Suasana di sekolah tersebut, persis seperti sebuah sekolah tanpa guru. Hari itu padahal adalah jam pelajaran... namun, banyak sekali murid yang berkeliaran di luar sekolah bagaikan jam istirahat. Bahkan tak jarang, ada satu kelas yang justru kosong tak berisikan murid karena banyak murid yang memilih bermain di luar dibanding berada di dalam kelas.
Sekolah tersebut memang sangat berisik, guru-guru di sana terlihat seperti tidak ada sama sekali. Tapi bukan berarti di sekolah tersebut tidak ada kelas yang kosong, masih ada beberapa kelas yang terlihat masih mengikuti mata pelajaran. Namun murid-murid di kelas lain, sepertinya sedang ada pelajaran kosong dalam waktu yang panjang.
Namun suasana tersebut tampak berbeda di Kelas 12, murid-murid yang awalnya berkeliaran sudah mulai memasuki kelas. Hal ini disebabkan karena seorang guru telah datang dan itu berarti mereka sudah bersiap untuk memasuki pelajaran. Begitulah siswa STM Permata Cerdas—meskipun mereka terlihat nakal, tapi mereka semua adalah siswa yang begitu hormat pada seorang guru sekalipun guru tersebut adalah guru muda.
Suasana di Kelas 12 tampak hening, sehingga membuat seorang guru laki-laki yang berdiri di depan kelas mereka terlihat tersenyum puas ketika melihat kelas yang dimasukinya dalam keadaan tertib.
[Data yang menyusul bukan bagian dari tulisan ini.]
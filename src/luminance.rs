use crate::error::{Result, ScanError};
use crate::frame::{Frame, FrameFormat, Rotation};
use crate::geometry::Rect;
use crate::viewfinder::ViewfinderState;
use std::sync::Arc;
use tracing::trace;

/// A display-oriented 8-bit luminance plane plus the crop window the decode
/// engine should search.
///
/// Owned by the decode cycle that created it and discarded when the attempt
/// completes.
#[derive(Debug, Clone)]
pub struct LuminanceSource {
    pub plane: Arc<Vec<u8>>,
    pub width: u32,
    pub height: u32,
    pub crop: Rect,
}

impl LuminanceSource {
    /// Copy the cropped window into a contiguous buffer for the codec
    /// delegate. Only the crop region is copied.
    pub fn crop_to_vec(&self) -> Vec<u8> {
        let mut out = Vec::with_capacity(self.crop.width as usize * self.crop.height as usize);
        let stride = self.width as usize;
        for row in self.crop.top..self.crop.bottom() {
            let start = row as usize * stride + self.crop.left as usize;
            out.extend_from_slice(&self.plane[start..start + self.crop.width as usize]);
        }
        out
    }
}

/// Converts raw preview frames into rotation-corrected luminance planes.
///
/// Extraction is byte-level only: the luma channel is sliced or strided out
/// of the native layout, never computed per pixel in floating point.
pub struct LuminanceExtractor {
    viewfinder: ViewfinderState,
}

impl LuminanceExtractor {
    pub fn new(viewfinder: ViewfinderState) -> Self {
        Self { viewfinder }
    }

    pub fn viewfinder_mut(&mut self) -> &mut ViewfinderState {
        &mut self.viewfinder
    }

    /// Extract the luminance plane and crop rect for one frame.
    ///
    /// Fails with `ScanError::InvalidFrame` for zero dimensions or a buffer
    /// shorter than the declared format requires; the caller skips the frame
    /// and the loop continues.
    pub fn extract(&mut self, frame: &Frame) -> Result<LuminanceSource> {
        if frame.width == 0 || frame.height == 0 {
            return Err(ScanError::invalid_frame(format!(
                "frame {} has zero dimension ({}x{})",
                frame.id, frame.width, frame.height
            )));
        }
        if !frame.validate() {
            return Err(ScanError::invalid_frame(format!(
                "frame {} buffer too short for {:?} {}x{}: {} bytes",
                frame.id,
                frame.format,
                frame.width,
                frame.height,
                frame.data.len()
            )));
        }

        let width = frame.width as usize;
        let height = frame.height as usize;

        // Gray frames that need no rotation can share the capture buffer.
        let (plane, out_w, out_h) =
            if frame.format == FrameFormat::Gray8 && frame.rotation == Rotation::None {
                (Arc::clone(&frame.data), frame.width, frame.height)
            } else {
                let luma = match frame.format {
                    FrameFormat::Nv21 => frame.data[..width * height].to_vec(),
                    FrameFormat::Gray8 => frame.data[..width * height].to_vec(),
                    FrameFormat::Yuyv => {
                        let mut luma = Vec::with_capacity(width * height);
                        luma.extend(frame.data[..width * height * 2].iter().step_by(2));
                        luma
                    }
                };
                let (rotated, w, h) = rotate_plane(&luma, width, height, frame.rotation);
                (Arc::new(rotated), w, h)
            };

        self.viewfinder.set_preview_resolution(out_w, out_h);

        // Manual capture rect (capture-space coordinates) wins over the
        // viewfinder mapping. It follows the plane through the rotation, then
        // is clamped to the rotated dimensions.
        let crop = match frame.capture_rect {
            Some(rect) => {
                rotate_rect(rect, frame.width, frame.height, frame.rotation)
                    .clamped_to(out_w, out_h)
            }
            None => self
                .viewfinder
                .framing_rect_in_preview()
                .unwrap_or(Rect::new(0, 0, out_w, out_h)),
        };
        let crop = if crop.is_empty() {
            Rect::new(0, 0, out_w, out_h)
        } else {
            crop
        };

        trace!(
            "Extracted {}x{} luminance plane for frame {} (crop {:?})",
            out_w,
            out_h,
            frame.id,
            crop
        );

        Ok(LuminanceSource {
            plane,
            width: out_w,
            height: out_h,
            crop,
        })
    }
}

/// Rotate a luminance plane. Returns the rotated buffer and its dimensions.
pub(crate) fn rotate_plane(data: &[u8], width: usize, height: usize, rotation: Rotation) -> (Vec<u8>, u32, u32) {
    match rotation {
        Rotation::None => (data.to_vec(), width as u32, height as u32),
        Rotation::Rotate180 => {
            let mut out = data[..width * height].to_vec();
            out.reverse();
            (out, width as u32, height as u32)
        }
        Rotation::Rotate90 => {
            // (x, y) -> (height - 1 - y, x), output is height x width.
            let mut out = vec![0u8; width * height];
            for y in 0..height {
                for x in 0..width {
                    out[x * height + (height - 1 - y)] = data[y * width + x];
                }
            }
            (out, height as u32, width as u32)
        }
        Rotation::Rotate270 => {
            // (x, y) -> (y, width - 1 - x), output is height x width.
            let mut out = vec![0u8; width * height];
            for y in 0..height {
                for x in 0..width {
                    out[(width - 1 - x) * height + y] = data[y * width + x];
                }
            }
            (out, height as u32, width as u32)
        }
    }
}

/// Map a capture-space rectangle into the display orientation produced by
/// [`rotate_plane`] on a `width` x `height` plane.
pub(crate) fn rotate_rect(rect: Rect, width: u32, height: u32, rotation: Rotation) -> Rect {
    match rotation {
        Rotation::None => rect,
        Rotation::Rotate90 => Rect {
            left: height.saturating_sub(rect.top + rect.height),
            top: rect.left,
            width: rect.height,
            height: rect.width,
        },
        Rotation::Rotate180 => Rect {
            left: width.saturating_sub(rect.left + rect.width),
            top: height.saturating_sub(rect.top + rect.height),
            width: rect.width,
            height: rect.height,
        },
        Rotation::Rotate270 => Rect {
            left: rect.top,
            top: width.saturating_sub(rect.left + rect.width),
            width: rect.height,
            height: rect.width,
        },
    }
}
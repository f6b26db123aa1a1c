use crate::engine::{Decoded, MetadataKey};
use crate::format::BarcodeFormat;
use crate::geometry::Point;
use chrono::{DateTime, Utc};
use serde::{Deserialize, Serialize};
use tracing::debug;

/// Characters of decoded text shown in the transient status line.
const STATUS_PREVIEW_CHARS: usize = 32;

/// Metadata kinds allowed on the result display.
const DISPLAYABLE_METADATA: [MetadataKey; 4] = [
    MetadataKey::IssueNumber,
    MetadataKey::SuggestedPrice,
    MetadataKey::ErrorCorrectionLevel,
    MetadataKey::PossibleCountry,
];

/// Content classification for downstream routing.
#[derive(Debug, Clone, Copy, PartialEq, Eq, Serialize, Deserialize)]
pub enum ContentKind {
    Uri,
    Email,
    Tel,
    Sms,
    Wifi,
    Geo,
    Calendar,
    Product,
    Isbn,
    Text,
}

/// A drawing instruction for the result overlay, in display coordinates.
#[derive(Debug, Clone, Copy, PartialEq, Serialize, Deserialize)]
pub enum OverlayShape {
    /// Line segment highlighting a linear symbol.
    Line { from: Point, to: Point },
    /// Point marker highlighting a 2D feature point.
    Marker { at: Point },
}

/// The display bitmap a live scan was captured into.
#[derive(Debug, Clone, Copy, PartialEq, Eq, Serialize, Deserialize)]
pub struct DisplayTarget {
    pub width: u32,
    pub height: u32,
}

/// Everything the UI collaborator needs to present a decode result.
#[derive(Debug, Clone, Serialize, Deserialize)]
pub struct PresentationModel {
    /// Full decoded text; never truncated.
    pub content: String,
    /// Transient status preview, truncated to a bounded length.
    pub status_line: String,
    pub format: BarcodeFormat,
    pub kind: ContentKind,
    /// Overlay instructions; empty when no display bitmap was captured.
    pub overlay: Vec<OverlayShape>,
    /// Filtered metadata display lines.
    pub metadata_lines: Vec<String>,
    pub decoded_at: DateTime<Utc>,
    pub from_live_scan: bool,
}

/// Turns a raw decode into a presentation model. Pure: no pipeline state.
pub struct ResultPostProcessor;

impl ResultPostProcessor {
    pub fn process(
        decoded: &Decoded,
        display: Option<DisplayTarget>,
        scale_factor: f32,
    ) -> PresentationModel {
        let overlay = match display {
            Some(_) => build_overlay(decoded, scale_factor),
            // History / non-live result: nothing to draw on.
            None => Vec::new(),
        };

        let metadata_lines = DISPLAYABLE_METADATA
            .iter()
            .filter_map(|key| decoded.metadata.get(key).cloned())
            .collect();

        let model = PresentationModel {
            content: decoded.text.clone(),
            status_line: truncate_status(&decoded.text),
            format: decoded.format,
            kind: classify(&decoded.text, decoded.format),
            overlay,
            metadata_lines,
            decoded_at: DateTime::<Utc>::from(decoded.timestamp),
            from_live_scan: display.is_some(),
        };
        debug!(
            "Post-processed {} result as {:?} ({} overlay shapes)",
            model.format,
            model.kind,
            model.overlay.len()
        );
        model
    }
}

/// Line segments for linear symbols, point markers otherwise. Formats that
/// carry a base symbol plus a supplement (UPC-A/EAN-13 reporting exactly four
/// points) get a dual-line overlay.
fn build_overlay(decoded: &Decoded, scale_factor: f32) -> Vec<OverlayShape> {
    let points = &decoded.points;
    match points.len() {
        0 => Vec::new(),
        2 => vec![OverlayShape::Line {
            from: points[0].scaled(scale_factor),
            to: points[1].scaled(scale_factor),
        }],
        4 if matches!(decoded.format, BarcodeFormat::UpcA | BarcodeFormat::Ean13) => vec![
            OverlayShape::Line {
                from: points[0].scaled(scale_factor),
                to: points[1].scaled(scale_factor),
            },
            OverlayShape::Line {
                from: points[2].scaled(scale_factor),
                to: points[3].scaled(scale_factor),
            },
        ],
        _ => points
            .iter()
            .map(|p| OverlayShape::Marker {
                at: p.scaled(scale_factor),
            })
            .collect(),
    }
}

fn truncate_status(text: &str) -> String {
    if text.chars().count() <= STATUS_PREVIEW_CHARS {
        return text.to_string();
    }
    let mut preview: String = text.chars().take(STATUS_PREVIEW_CHARS).collect();
    preview.push_str("...");
    preview
}

fn classify(text: &str, format: BarcodeFormat) -> ContentKind {
    if format.is_product() {
        if format == BarcodeFormat::Ean13 && (text.starts_with("978") || text.starts_with("979")) {
            return ContentKind::Isbn;
        }
        return ContentKind::Product;
    }
    let lower = text.to_ascii_lowercase();
    if lower.starts_with("http://") || lower.starts_with("https://") || lower.starts_with("www.") {
        ContentKind::Uri
    } else if lower.starts_with("mailto:") || lower.starts_with("matmsg:") {
        ContentKind::Email
    } else if lower.starts_with("tel:") {
        ContentKind::Tel
    } else if lower.starts_with("smsto:") || lower.starts_with("sms:") {
        ContentKind::Sms
    } else if lower.starts_with("wifi:") {
        ContentKind::Wifi
    } else if lower.starts_with("geo:") {
        ContentKind::Geo
    } else if lower.starts_with("begin:vevent") || lower.starts_with("begin:vcalendar") {
        ContentKind::Calendar
    } else {
        ContentKind::Text
    }
}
“Baiklah anak-anak, pada hari ini kita akan kedatangan seorang murid baru. Kehadiran murid baru ini sangatlah langka, karena murid baru yang akan berada di kelas ini adalah seorang perempuan,” ujar guru berkumis tersebut kepada semua muridnya.
Tentu saja, murid di kelas tersebut bersorak karena akhirnya mereka akan mendapatkan seorang murid perempuan. Saat mereka tengah bersorak, seorang murid perempuan pun datang memasuki kelas. Murid tersebut tampak cantik dengan rambut panjang berponi miliknya serta dengan mengenakan rok di atas lutut, membuat beberapa murid laki-laki mesum terlihat mimisan dibuat olehnya.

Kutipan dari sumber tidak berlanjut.